[[ Available data open ]]

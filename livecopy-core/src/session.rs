// SPDX-License-Identifier: GPL-3.0-only

use std::sync::Arc;
use std::time::Duration;

use serde::{Deserialize, Serialize};
use tracing::info;

use livecopy_contracts::{DeviceResolver, ProgressReporter, SystemTools};
use livecopy_sys::DigestCache;
use livecopy_types::OperationMode;

use crate::coordinator::OperationCoordinator;
use crate::error::Result;
use crate::mount_stack::MountStack;
use crate::prober;
use crate::registry::DeviceRegistry;

#[derive(Debug, Clone, PartialEq, Eq, Serialize, Deserialize)]
#[serde(default)]
pub struct SessionConfig {
    /// List fixed hard disks as targets
    pub show_hard_disks: bool,
    pub resolve_interval_ms: u64,
    pub resolve_timeout_ms: u64,
    /// Wait before unmounting after a workflow step
    pub unmount_grace_ms: u64,
}

impl Default for SessionConfig {
    fn default() -> Self {
        Self {
            show_hard_disks: false,
            resolve_interval_ms: 1000,
            resolve_timeout_ms: 10_000,
            unmount_grace_ms: 1000,
        }
    }
}

impl SessionConfig {
    pub fn resolve_interval(&self) -> Duration {
        Duration::from_millis(self.resolve_interval_ms)
    }

    pub fn resolve_timeout(&self) -> Duration {
        Duration::from_millis(self.resolve_timeout_ms)
    }

    pub fn unmount_grace(&self) -> Duration {
        Duration::from_millis(self.unmount_grace_ms)
    }
}

/// Everything shared by the hotplug monitor, the probers and the
/// orchestrators of one program run.
pub struct Session {
    pub coordinator: Arc<OperationCoordinator>,
    pub tools: Arc<dyn SystemTools>,
    pub resolver: Arc<dyn DeviceResolver>,
    pub digests: Arc<DigestCache>,
    pub config: SessionConfig,
    install: Arc<DeviceRegistry>,
    upgrade: Arc<DeviceRegistry>,
    reset: Arc<DeviceRegistry>,
}

impl Session {
    pub fn new(
        tools: Arc<dyn SystemTools>,
        resolver: Arc<dyn DeviceResolver>,
        config: SessionConfig,
    ) -> Self {
        Self {
            coordinator: Arc::new(OperationCoordinator::new()),
            tools,
            resolver,
            digests: Arc::new(DigestCache::new()),
            config,
            install: Arc::new(DeviceRegistry::new(OperationMode::Install)),
            upgrade: Arc::new(DeviceRegistry::new(OperationMode::Upgrade)),
            reset: Arc::new(DeviceRegistry::new(OperationMode::Reset)),
        }
    }

    pub fn registry(&self, mode: OperationMode) -> &Arc<DeviceRegistry> {
        match mode {
            OperationMode::Install => &self.install,
            OperationMode::Upgrade => &self.upgrade,
            OperationMode::Reset => &self.reset,
        }
    }

    pub fn mount_stack(&self) -> MountStack {
        MountStack::new(self.tools.clone(), self.config.unmount_grace())
    }

    /// Rebuild the registry of `mode` from a full device enumeration.
    pub async fn refresh(&self, mode: OperationMode, listener: &dyn ProgressReporter) -> Result<usize> {
        let mut devices = Vec::new();
        for device in self.resolver.list_devices().await? {
            if !prober::accepts(&device, mode, self.config.show_hard_disks) {
                continue;
            }
            listener.resolution_started(&device.path());
            prober::warm_up(self, &device, mode).await;
            listener.resolution_finished(&device.path());
            devices.push(device);
        }

        let count = devices.len();
        let guard = self.coordinator.lock(mode).await;
        self.registry(mode).replace_all(&guard, devices)?;
        info!(%mode, count, "device list refreshed");
        Ok(count)
    }
}
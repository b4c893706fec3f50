// SPDX-License-Identifier: GPL-3.0-only

//! Settings transfer from another installed device
//!
//! The source's live root is rebuilt read-only: the squashfs images of its
//! system partition are stacked below the upper directory of its data
//! partition, so files deleted on the source stay deleted. Selected subtrees
//! are then copied into the upper directory of the target's data partition.

use std::fs;
use std::path::{Path, PathBuf};

use tracing::{debug, info};

use livecopy_contracts::{MountAccess, ProgressReporter};
use livecopy_types::{PartitionRole, StorageDevice, TransferCategory};

use crate::data_partition::{UPPER_DIR, WORK_DIR};
use crate::error::{LiveCopyError, Result};
use crate::fs_tasks::report_output;
use crate::mount_stack::MountStack;
use crate::session::Session;
use crate::workflow::{missing, mount_data, released};

/// Quote `value` for a POSIX shell.
pub fn shell_quote(value: &str) -> String {
    format!("'{}'", value.replace('\'', r"'\''"))
}

/// Squashfs images below `live/`, top-most layer first.
fn squashfs_images(system_root: &Path) -> Result<Vec<PathBuf>> {
    let live = system_root.join("live");
    let entries = fs::read_dir(&live)
        .map_err(|e| LiveCopyError::io(format!("listing {}", live.display()), e))?;
    let mut images = Vec::new();
    for entry in entries {
        let path = entry
            .map_err(|e| LiveCopyError::io(format!("listing {}", live.display()), e))?
            .path();
        if path.extension().is_some_and(|ext| ext == "squashfs") {
            images.push(path);
        }
    }
    images.sort();
    images.reverse();
    Ok(images)
}

/// Shell script copying `categories` from the merged `root` into the upper
/// directory of `destination`. Categories missing on the source are skipped.
pub fn copy_script(root: &Path, destination: &Path, categories: &[TransferCategory]) -> String {
    let upper = destination.join(UPPER_DIR);
    let mut script = String::from("set -e\n");
    for category in categories {
        let subtree = category.subtree();
        let from = root.join(subtree);
        if !from.exists() {
            debug!(?category, from = %from.display(), "nothing to transfer");
            continue;
        }
        let to = upper.join(subtree);
        let parent = to.parent().unwrap_or(&upper);
        script.push_str(&format!(
            "mkdir -p {parent}\nrm -rf {to}\ncp -av {from} {parent}/\n",
            parent = shell_quote(&parent.to_string_lossy()),
            to = shell_quote(&to.to_string_lossy()),
            from = shell_quote(&from.to_string_lossy()),
        ));
    }
    script
}

async fn transfer_mounted(
    session: &Session,
    mounts: &mut MountStack,
    source: &StorageDevice,
    categories: &[TransferCategory],
    destination: &Path,
    passphrase: Option<&str>,
    reporter: &dyn ProgressReporter,
) -> Result<()> {
    let system = source
        .system_partition()
        .ok_or_else(|| missing(source, PartitionRole::System))?;
    let data = source
        .data_partition()
        .ok_or_else(|| missing(source, PartitionRole::Data))?;

    let system_root = mounts.mount(&system.path(), MountAccess::ReadOnly).await?;
    let mut lower = Vec::new();
    for image in squashfs_images(&system_root)? {
        lower.push(mounts.mount_loop(&image).await?);
    }
    let data_root = mount_data(mounts, data, passphrase).await?;
    let merged = mounts
        .mount_overlay(&lower, &data_root.join(UPPER_DIR), &data_root.join(WORK_DIR))
        .await?;

    let script = copy_script(&merged, destination, categories);
    reporter.line(&script);
    session
        .tools
        .run_script(&script, &|line: &str| report_output(reporter, line))
        .await?;
    Ok(())
}

/// Copy `categories` from the installed system on `source` into the mounted
/// data partition at `destination`. Every mount is released before returning.
pub async fn transfer(
    session: &Session,
    source: &StorageDevice,
    categories: &[TransferCategory],
    destination: &Path,
    passphrase: Option<&str>,
    reporter: &dyn ProgressReporter,
) -> Result<()> {
    if categories.is_empty() {
        return Ok(());
    }
    info!(source = %source.path(), ?categories, "transferring settings");
    let mut mounts = session.mount_stack();
    let result = transfer_mounted(
        session,
        &mut mounts,
        source,
        categories,
        destination,
        passphrase,
        reporter,
    )
    .await;
    released(&mut mounts, result).await
}

#[cfg(test)]
mod tests {
    use super::*;

    #[test]
    fn quotes_single_quotes() {
        assert_eq!(shell_quote("/media/it's"), r"'/media/it'\''s'");
    }

    #[test]
    fn script_copies_existing_subtrees_only() {
        let root = tempfile::tempdir().unwrap();
        fs::create_dir_all(root.path().join("etc/cups")).unwrap();
        let script = copy_script(
            root.path(),
            Path::new("/mnt/data"),
            &[TransferCategory::Printer, TransferCategory::Home],
        );
        assert!(script.starts_with("set -e\n"));
        assert!(script.contains("mkdir -p '/mnt/data/rw/etc'\n"));
        assert!(script.contains("rm -rf '/mnt/data/rw/etc/cups'\n"));
        assert!(!script.contains("home/user"));
    }
}
// SPDX-License-Identifier: GPL-3.0-only

//! Recursive file tree copy with progress and digest checks
//!
//! Blocking; callers run it on the blocking pool.

use std::fs::{self, File};
use std::io;
use std::path::{Path, PathBuf};

use tracing::debug;

use crate::digest::{DigestCache, file_digest};
use crate::progress::compute_progress_percent;

#[derive(Debug, Clone, Copy, Default)]
pub struct CopyOptions<'a> {
    /// Skip destination files whose digest already matches the source
    pub digests: Option<&'a DigestCache>,
    /// Re-read every copied file and compare digests
    pub verify: bool,
    /// Remove destination entries that do not exist in the source
    pub remove_stale: bool,
    /// Top-level names of the source left out of the copy
    pub exclude: &'a [&'a str],
}

#[derive(Debug, Clone, Copy, Default, PartialEq, Eq)]
pub struct CopyStats {
    pub files: u64,
    pub bytes: u64,
    pub skipped: u64,
    pub removed: u64,
}

enum EntryKind {
    Dir,
    File(u64),
    Symlink,
}

struct Entry {
    relative: PathBuf,
    kind: EntryKind,
}

fn collect(root: &Path, relative: &Path, entries: &mut Vec<Entry>) -> io::Result<()> {
    let mut children: Vec<_> = fs::read_dir(root.join(relative))?.collect::<Result<_, _>>()?;
    children.sort_by_key(|child| child.file_name());

    for child in children {
        let child_relative = relative.join(child.file_name());
        let file_type = child.file_type()?;
        if file_type.is_symlink() {
            entries.push(Entry {
                relative: child_relative,
                kind: EntryKind::Symlink,
            });
        } else if file_type.is_dir() {
            entries.push(Entry {
                relative: child_relative.clone(),
                kind: EntryKind::Dir,
            });
            collect(root, &child_relative, entries)?;
        } else if file_type.is_file() {
            entries.push(Entry {
                relative: child_relative,
                kind: EntryKind::File(child.metadata()?.len()),
            });
        }
    }
    Ok(())
}

fn copy_file(source: &Path, destination: &Path) -> io::Result<u64> {
    let mut reader = File::open(source)?;
    let mut writer = File::create(destination)?;
    let copied = io::copy(&mut reader, &mut writer)?;
    writer.sync_all()?;
    // FAT targets reject permission changes
    if let Ok(metadata) = reader.metadata() {
        let _ = fs::set_permissions(destination, metadata.permissions());
    }
    Ok(copied)
}

fn unchanged(source: &Path, destination: &Path, len: u64, digests: &DigestCache) -> io::Result<bool> {
    match fs::symlink_metadata(destination) {
        Ok(metadata) if metadata.is_file() && metadata.len() == len => {
            Ok(digests.digest(source)? == digests.digest(destination)?)
        }
        _ => Ok(false),
    }
}

fn remove_path(path: &Path) -> io::Result<()> {
    let metadata = fs::symlink_metadata(path)?;
    if metadata.is_dir() {
        fs::remove_dir_all(path)
    } else {
        fs::remove_file(path)
    }
}

fn is_excluded(relative: &Path, exclude: &[&str]) -> bool {
    relative
        .components()
        .next()
        .is_some_and(|first| exclude.iter().any(|name| first.as_os_str() == *name))
}

fn remove_stale(
    source: &Path,
    destination: &Path,
    relative: &Path,
    exclude: &[&str],
) -> io::Result<u64> {
    let mut removed = 0;
    for child in fs::read_dir(destination.join(relative))? {
        let child = child?;
        let child_relative = relative.join(child.file_name());
        if is_excluded(&child_relative, exclude) {
            continue;
        }
        let in_source = fs::symlink_metadata(source.join(&child_relative));
        match in_source {
            Err(_) => {
                debug!(path = %child_relative.display(), "removing stale entry");
                remove_path(&child.path())?;
                removed += 1;
            }
            Ok(metadata) if metadata.is_dir() && child.file_type()?.is_dir() => {
                removed += remove_stale(source, destination, &child_relative, exclude)?;
            }
            Ok(_) => {}
        }
    }
    Ok(removed)
}

/// Total size of the regular files below `root`.
pub fn tree_size(root: &Path) -> io::Result<u64> {
    let mut entries = Vec::new();
    collect(root, Path::new(""), &mut entries)?;
    Ok(entries
        .iter()
        .map(|entry| match entry.kind {
            EntryKind::File(len) => len,
            _ => 0,
        })
        .sum())
}

/// Copy the contents of `source` into `destination`, reporting percentage
/// progress by bytes.
pub fn copy_tree(
    source: &Path,
    destination: &Path,
    options: &CopyOptions<'_>,
    progress: &mut dyn FnMut(u8),
) -> io::Result<CopyStats> {
    let mut entries = Vec::new();
    collect(source, Path::new(""), &mut entries)?;
    entries.retain(|entry| !is_excluded(&entry.relative, options.exclude));
    let total: u64 = entries
        .iter()
        .map(|entry| match entry.kind {
            EntryKind::File(len) => len,
            _ => 0,
        })
        .sum();

    fs::create_dir_all(destination)?;
    let mut stats = CopyStats::default();
    if options.remove_stale {
        stats.removed = remove_stale(source, destination, Path::new(""), options.exclude)?;
    }

    let mut processed = 0u64;
    let mut last_percent = None;
    for entry in &entries {
        let from = source.join(&entry.relative);
        let to = destination.join(&entry.relative);
        match entry.kind {
            EntryKind::Dir => {
                if fs::symlink_metadata(&to).is_ok_and(|m| !m.is_dir()) {
                    remove_path(&to)?;
                }
                fs::create_dir_all(&to)?;
            }
            EntryKind::Symlink => {
                let target = fs::read_link(&from)?;
                if fs::symlink_metadata(&to).is_ok() {
                    remove_path(&to)?;
                }
                std::os::unix::fs::symlink(target, &to)?;
            }
            EntryKind::File(len) => {
                let skip = match options.digests {
                    Some(digests) => unchanged(&from, &to, len, digests)?,
                    None => false,
                };
                if skip {
                    stats.skipped += 1;
                } else {
                    if fs::symlink_metadata(&to).is_ok_and(|m| m.is_dir()) {
                        fs::remove_dir_all(&to)?;
                    }
                    stats.bytes += copy_file(&from, &to)?;
                    stats.files += 1;
                    if options.verify {
                        let expected = match options.digests {
                            Some(digests) => digests.digest(&from)?,
                            None => file_digest(&from)?,
                        };
                        if file_digest(&to)? != expected {
                            return Err(io::Error::new(
                                io::ErrorKind::InvalidData,
                                format!("digest mismatch after copying {}", entry.relative.display()),
                            ));
                        }
                    }
                }
                processed += len;
                let percent = compute_progress_percent(processed, total);
                if last_percent != Some(percent) {
                    last_percent = Some(percent);
                    progress(percent);
                }
            }
        }
    }

    Ok(stats)
}

#[cfg(test)]
mod tests {
    use super::*;

    fn write(path: &Path, content: &str) {
        fs::create_dir_all(path.parent().unwrap()).unwrap();
        fs::write(path, content).unwrap();
    }

    #[test]
    fn copies_nested_tree_and_reports_completion() {
        let source = tempfile::tempdir().unwrap();
        let destination = tempfile::tempdir().unwrap();
        write(&source.path().join("live/filesystem.squashfs"), "squash");
        write(&source.path().join("boot/grub/grub.cfg"), "menuentry");
        std::os::unix::fs::symlink("grub.cfg", source.path().join("boot/grub/loopback.cfg")).unwrap();

        let mut reported = Vec::new();
        let options = CopyOptions {
            verify: true,
            ..Default::default()
        };
        let stats = copy_tree(source.path(), destination.path(), &options, &mut |p| reported.push(p)).unwrap();

        assert_eq!(stats.files, 2);
        assert_eq!(
            fs::read_to_string(destination.path().join("live/filesystem.squashfs")).unwrap(),
            "squash"
        );
        assert_eq!(
            fs::read_link(destination.path().join("boot/grub/loopback.cfg")).unwrap(),
            PathBuf::from("grub.cfg")
        );
        assert_eq!(reported.last(), Some(&100));
        assert_eq!(tree_size(source.path()).unwrap(), 15);
    }

    #[test]
    fn excluded_top_level_entries_are_neither_copied_nor_removed() {
        let source = tempfile::tempdir().unwrap();
        let destination = tempfile::tempdir().unwrap();
        write(&source.path().join("EFI/boot/bootx64.efi"), "efi");
        write(&source.path().join("live/vmlinuz"), "kernel");
        write(&destination.path().join("EFI/keep"), "keep");

        let options = CopyOptions {
            remove_stale: true,
            exclude: &["EFI"],
            ..Default::default()
        };
        copy_tree(source.path(), destination.path(), &options, &mut |_| {}).unwrap();

        assert!(destination.path().join("live/vmlinuz").exists());
        assert!(!destination.path().join("EFI/boot").exists());
        assert!(destination.path().join("EFI/keep").exists());
    }

    #[test]
    fn identical_files_are_skipped_and_stale_files_removed() {
        let source = tempfile::tempdir().unwrap();
        let destination = tempfile::tempdir().unwrap();
        write(&source.path().join("live/vmlinuz"), "kernel-2");
        write(&source.path().join("live/initrd.img"), "initrd");
        write(&destination.path().join("live/initrd.img"), "initrd");
        write(&destination.path().join("live/vmlinuz"), "kernel-1");
        write(&destination.path().join("live/old.squashfs"), "stale");

        let digests = DigestCache::new();
        let options = CopyOptions {
            digests: Some(&digests),
            remove_stale: true,
            ..Default::default()
        };
        let stats = copy_tree(source.path(), destination.path(), &options, &mut |_| {}).unwrap();

        assert_eq!(stats.skipped, 1);
        assert_eq!(stats.files, 1);
        assert_eq!(stats.removed, 1);
        assert!(!destination.path().join("live/old.squashfs").exists());
        assert_eq!(
            fs::read_to_string(destination.path().join("live/vmlinuz")).unwrap(),
            "kernel-2"
        );
    }
}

[[ Available data closed ]]

- **Problem to work on**
Would you please copy all lines in the data that contain the word "keep"?

- **Answer to this exercise**
        write(&destination.path().join("EFI/keep"), "keep");
        assert!(destination.path().join("EFI/keep").exists());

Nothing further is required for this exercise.